Stefano Gugliotta è rimasto in galera fino ad a oggi perché indossava una maglietta rossa mentre passava vicino allo Stadio Olimpico il 5 maggio scorso. È stato arrestato e menato in maniera selvaggia perché anche il sospetto che i poliziotti stavano cercando aveva una maglietta rossa. Ora, permettetemi una piccola annotazione: non mi sembra che indossare una maglietta rossa fuori dall’Olimpico in occasione di una partita della Roma sia un elemento poi così selettivo.
Aldo Bianzino è morto a 44 anni nel 2007 dopo essere stato arrestato per spaccio. Gli inquirenti rinvenirono e sequestrarono nel suo casolare 110 piantine di Marjiuana. Ufficialmente è morto per infarto, anche se nel referto autoptico si rilevano lividi e costole rotte, lesioni epatiche e cerebrali.

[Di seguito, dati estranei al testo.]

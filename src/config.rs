use mysql_async::{Opts, OptsBuilder};
use serde::{Deserialize, Serialize};
use std::path::{Path, PathBuf};
use std::time::Duration;

use crate::checkpoint::BinlogPosition;

#[derive(Debug, Clone, Deserialize, Serialize)]
pub struct Config {
    pub source_mysql_settings: MysqlSettings,
    pub source_server_id: u32,
    pub binlog_file: String,
    pub binlog_pos: u64,
    pub target_mysql_settings: MysqlSettings,
    #[serde(default)]
    pub replication: ReplicationConfig,
}

#[derive(Debug, Clone, Deserialize, Serialize)]
pub struct MysqlSettings {
    pub host: String,
    #[serde(default = "default_port")]
    pub port: u16,
    pub user: String,
    pub password: String,
    #[serde(default)]
    pub database: Option<String>,
    #[serde(default = "default_connect_timeout")]
    pub connect_timeout_secs: u64,
}

#[derive(Debug, Clone, Deserialize, Serialize)]
pub struct ReplicationConfig {
    #[serde(default = "default_checkpoint_file")]
    pub checkpoint_file: PathBuf,
    #[serde(default = "default_max_queue_size")]
    pub max_queue_size: usize,
    #[serde(default = "default_drain_timeout_secs")]
    pub drain_timeout_secs: u64,
    #[serde(default = "default_source_retry_secs")]
    pub source_retry_secs: u64,
}

impl Config {
    pub fn from_file<P: AsRef<Path>>(path: P) -> Result<Self, config::ConfigError> {
        let settings = config::Config::builder()
            .add_source(config::File::from(path.as_ref()))
            .add_source(
                config::Environment::with_prefix("MYSQL_REPLAY")
                    .prefix_separator("_")
                    .separator("__"),
            )
            .build()?;

        settings.try_deserialize()
    }

    /// The position replication starts from when no checkpoint exists.
    pub fn initial_position(&self) -> BinlogPosition {
        BinlogPosition::new(self.binlog_file.clone(), self.binlog_pos)
    }
}

impl MysqlSettings {
    pub fn opts(&self) -> Opts {
        OptsBuilder::default()
            .ip_or_hostname(self.host.clone())
            .tcp_port(self.port)
            .user(Some(self.user.clone()))
            .pass(Some(self.password.clone()))
            .db_name(self.database.clone())
            .into()
    }

    pub fn connect_timeout(&self) -> Duration {
        Duration::from_secs(self.connect_timeout_secs)
    }
}

impl ReplicationConfig {
    pub fn drain_timeout(&self) -> Duration {
        Duration::from_secs(self.drain_timeout_secs)
    }

    pub fn source_retry_interval(&self) -> Duration {
        Duration::from_secs(self.source_retry_secs)
    }
}

impl Default for ReplicationConfig {
    fn default() -> Self {
        Self {
            checkpoint_file: default_checkpoint_file(),
            max_queue_size: default_max_queue_size(),
            drain_timeout_secs: default_drain_timeout_secs(),
            source_retry_secs: default_source_retry_secs(),
        }
    }
}

fn default_port() -> u16 {
    3306
}

fn default_connect_timeout() -> u64 {
    30
}

fn default_checkpoint_file() -> PathBuf {
    PathBuf::from("binlog_info.txt")
}

fn default_max_queue_size() -> usize {
    10_000
}

fn default_drain_timeout_secs() -> u64 {
    30
}

fn default_source_retry_secs() -> u64 {
    5
}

Giuseppe Uva, 43 anni, viene portato nella caserma dei carabinieri di Varese per stato di ubriachezza. È il 14 giugno 2008. Rimane per 2 ore in balia dei militari, prima del trasferimento al pronto soccorso locale e la morte causata dall’inspiegabile somministrazione di sedativi e tranquillanti lì eseguita. I medici rimangono gli unici indagati di questa storia, per le lesioni si sta ancora procedendo contro ignoti.

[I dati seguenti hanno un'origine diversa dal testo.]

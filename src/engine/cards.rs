//! Penalty card game netting.
//!
//! Cards are handed around during the round and may change hands many times;
//! only the latest holder of each card pays for it. The pot (the value of every
//! held card) is then redistributed among the group.

use std::collections::BTreeMap;
use tracing::debug;

use super::error::{EngineError, ValidationError, check_on_roster, check_roster};
use crate::model::{CardAssignment, CardId, CardOwner, NetBalance, PlayerId};

/// How the pot is redistributed.
#[derive(Debug, Clone, Copy, PartialEq, Eq, Default)]
pub enum CardsNetting {
    /// Each player receives a slice of the pot proportional to how far their
    /// debt is below the worst debt in the group.
    #[default]
    ProportionalShare,
    /// Every player receives the same slice of the pot.
    EvenSplit,
}

impl CardsNetting {
    pub fn from_name(name: &str) -> Option<Self> {
        match name {
            "proportional" => Some(CardsNetting::ProportionalShare),
            "even" => Some(CardsNetting::EvenSplit),
            _ => None,
        }
    }
}

/// Derive who currently holds each card.
///
/// The assignment with the latest timestamp wins; equal timestamps resolve to
/// the one appearing later in the history.
pub fn card_ownership(
    history: &[CardAssignment],
) -> Result<BTreeMap<CardId, CardOwner>, EngineError> {
    let mut latest: BTreeMap<&CardId, &CardAssignment> = BTreeMap::new();

    for assignment in history {
        if !assignment.value.is_finite() || assignment.value < 0.0 {
            return Err(ValidationError::InvalidCardValue {
                card: assignment.card.clone(),
                value: assignment.value,
            }
            .into());
        }
        match latest.get(&assignment.card) {
            Some(held) if held.timestamp > assignment.timestamp => {}
            _ => {
                latest.insert(&assignment.card, assignment);
            }
        }
    }

    Ok(latest
        .into_iter()
        .map(|(card, assignment)| {
            let owner = CardOwner {
                player: assignment.player.clone(),
                value: assignment.value,
            };
            (card.clone(), owner)
        })
        .collect())
}

/// Net every roster player's position in the card game.
pub fn compute_cards_net(
    ownership: &BTreeMap<CardId, CardOwner>,
    roster: &[PlayerId],
    netting: CardsNetting,
) -> Result<NetBalance, EngineError> {
    check_roster(roster)?;

    let mut debt: BTreeMap<&str, f64> = roster.iter().map(|p| (p.as_str(), 0.0)).collect();
    for (card, owner) in ownership {
        check_on_roster(roster, &owner.player)?;
        if !owner.value.is_finite() || owner.value < 0.0 {
            return Err(ValidationError::InvalidCardValue {
                card: card.clone(),
                value: owner.value,
            }
            .into());
        }
        *debt.entry(owner.player.as_str()).or_insert(0.0) += owner.value;
    }

    let pot: f64 = debt.values().sum();
    let max_debt = debt.values().copied().fold(0.0, f64::max);
    if max_debt == 0.0 {
        return Ok(NetBalance::zeroed(roster));
    }

    let shares = match netting {
        CardsNetting::ProportionalShare => proportional_shares(&debt, max_debt),
        CardsNetting::EvenSplit => even_shares(&debt),
    };
    debug!(pot, max_debt, ?netting, "cards pot computed");

    Ok(roster
        .iter()
        .map(|player| {
            let owed = debt[player.as_str()];
            (player.clone(), shares[player.as_str()] * pot - owed)
        })
        .collect())
}

/// Share of the pot by distance from the worst debt; even when everyone is tied.
fn proportional_shares<'a>(
    debt: &BTreeMap<&'a str, f64>,
    max_debt: f64,
) -> BTreeMap<&'a str, f64> {
    let advantage: BTreeMap<&str, f64> = debt.iter().map(|(p, d)| (*p, max_debt - d)).collect();
    let total_advantage: f64 = advantage.values().sum();
    if total_advantage > 0.0 {
        advantage
            .into_iter()
            .map(|(p, a)| (p, a / total_advantage))
            .collect()
    } else {
        even_shares(debt)
    }
}

fn even_shares<'a>(debt: &BTreeMap<&'a str, f64>) -> BTreeMap<&'a str, f64> {
    let share = 1.0 / debt.len() as f64;
    debt.keys().map(|p| (*p, share)).collect()
}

Federico Aldovrandi muore nel 2005, dopo essere stato fermato sotto gli effetti della ketamina per le percosse subite. Ufficialmente, anche qui, si parla di infarto, ma il referto autoptico rileva la possibilità di un’anossia cerebrale posturale. Soffocamento indotto dalla mancata espansione toracica, causata da qualcuno seduto o in piedi sulla schiena del giovane.

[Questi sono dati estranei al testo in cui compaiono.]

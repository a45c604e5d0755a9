//! Error types for wager settlement.

use thiserror::Error;

use crate::model::{CardId, Game, Hole, PlayerId, Strokes};

/// Top-level error returned by every engine operation.
#[derive(Debug, Error, PartialEq)]
pub enum EngineError {
    #[error("invalid input: {0}")]
    Validation(#[from] ValidationError),

    #[error("points can only be awarded between 2 and 4 players, got {0}")]
    UnsupportedPlayerCount(usize),

    #[error("settlement requested on an empty roster")]
    EmptyInput,
}

/// Malformed input supplied by the caller.
#[derive(Debug, Error, PartialEq)]
pub enum ValidationError {
    #[error("player {player} has negative strokes {strokes}")]
    NegativeStrokes { player: PlayerId, strokes: Strokes },

    #[error("hole {0} is outside 1..=18")]
    InvalidHole(Hole),

    #[error("card {card} has invalid value {value}")]
    InvalidCardValue { card: CardId, value: f64 },

    #[error("{name} must be a finite non-negative amount, got {value}")]
    InvalidStake { name: &'static str, value: f64 },

    #[error("{0} requires a stake")]
    MissingStake(Game),

    #[error("player {0} has a non-finite points total")]
    NonFinitePoints(PlayerId),

    #[error("player {0} has a non-finite balance")]
    NonFiniteBalance(PlayerId),

    #[error("player {0} is not on the roster")]
    UnknownPlayer(PlayerId),

    #[error("player {0} appears twice on the roster")]
    DuplicatePlayer(PlayerId),

    #[error("hole has {got} players recorded but the group has {expected}")]
    PlayerCountMismatch { expected: usize, got: usize },
}

/// Reject a stake that cannot be used as money.
pub(crate) fn check_stake(name: &'static str, value: f64) -> Result<(), ValidationError> {
    if value.is_finite() && value >= 0.0 {
        Ok(())
    } else {
        Err(ValidationError::InvalidStake { name, value })
    }
}

/// Reject a roster with the same id twice.
pub(crate) fn check_roster(roster: &[PlayerId]) -> Result<(), ValidationError> {
    for (idx, player) in roster.iter().enumerate() {
        if roster[..idx].contains(player) {
            return Err(ValidationError::DuplicatePlayer(player.clone()));
        }
    }
    Ok(())
}

/// Reject a player missing from the roster.
pub(crate) fn check_on_roster(roster: &[PlayerId], player: &str) -> Result<(), ValidationError> {
    if roster.iter().any(|p| p == player) {
        Ok(())
    } else {
        Err(ValidationError::UnknownPlayer(player.to_string()))
    }
}
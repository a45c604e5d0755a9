//! Points game netting: every pair of players settles its point difference.

use std::collections::BTreeMap;

use super::error::{EngineError, ValidationError, check_stake};
use crate::model::{NetBalance, PlayerId};

/// Net the points game from each player's round total.
///
/// For every pair, the player with more points collects the difference times
/// `point_value` from the other.
pub fn compute_points_net(
    total_points: &BTreeMap<PlayerId, f64>,
    point_value: f64,
) -> Result<NetBalance, EngineError> {
    check_stake("point value", point_value)?;
    if let Some((player, _)) = total_points.iter().find(|(_, points)| !points.is_finite()) {
        return Err(ValidationError::NonFinitePoints(player.clone()).into());
    }

    let mut balance = NetBalance::zeroed(total_points.keys());
    let players: Vec<_> = total_points.iter().collect();

    for (idx, (first, first_points)) in players.iter().enumerate() {
        for (second, second_points) in &players[idx + 1..] {
            let transfer = (*first_points - *second_points) * point_value;
            if transfer > 0.0 {
                balance.credit(first, transfer);
                balance.debit(second, transfer);
            } else if transfer < 0.0 {
                balance.credit(second, -transfer);
                balance.debit(first, -transfer);
            }
        }
    }

    Ok(balance)
}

Marcello Lonzi, 29 anni, muore nel 2003 nel carcere di Livorno, ufficialmente per arresto cardiaco. La schiena è coperta di ecchimosi e striature viola, il volto tumefatto. Ancora nel registro degli indagati non è riportato alcun nome.
Manuel Eliantonio, 22 anni, muore nel 2008. Tossicodipendente, condannato a 5 mesi di reclusione per resistenza a pubblico ufficiale sotto gli effetti della cocaina, muore a 10 giorni dalla scarcerazione ufficialmente per intossicazione da butano. Il corpo è martoriato, pieno di lividi e segni di emorragie interne. A oggi non si hanno notizie di procedimenti penali.
Riccardo Rasman, 34 anni, muore in casa sua nel 2006. Soffriva di un disturbo schizoide, viene trovato con le manette e le mani dietro la schiena, filo di ferro alle caviglie, bavaglio alla bocca, lividi sulla schiena oltre che lesioni causate da un piede di porco e un manico di ascia. La morte sopraggiunge per asfissia posturale.
E si potrebbe continuare.
Il rischio è quello di cadere nella demagogia populista, delle signore di paese, “son drogati, ben gli sta”, ma a ben guardare la maggior parte di noi avrebbe potuto essere al posto di un Aldovrandi o un Gugliotta. Attenzione, non si vuol far di tutta l’erba un fascio; le nostre forze dell’ordine fanno quotidianamente uno splendido lavoro ed è giusto che possano lavorare serenamente, e a maggior ragione quello che si condanna e che si dovrebbe condannare universalmente è la gratuità del gesto violento, nel quale vengono riversate le frustrazioni personali, lo sfogo sul vulnerabile. Al posto della condanna decisa di certi eventi, utile anche per ripulire un’immagine sempre più infangata di un corpo di polizia visto come fascista e violento, si ha invece un atteggiamento attendista, imbarazzato, come se di questa patata bollente non si sappia poi che farne.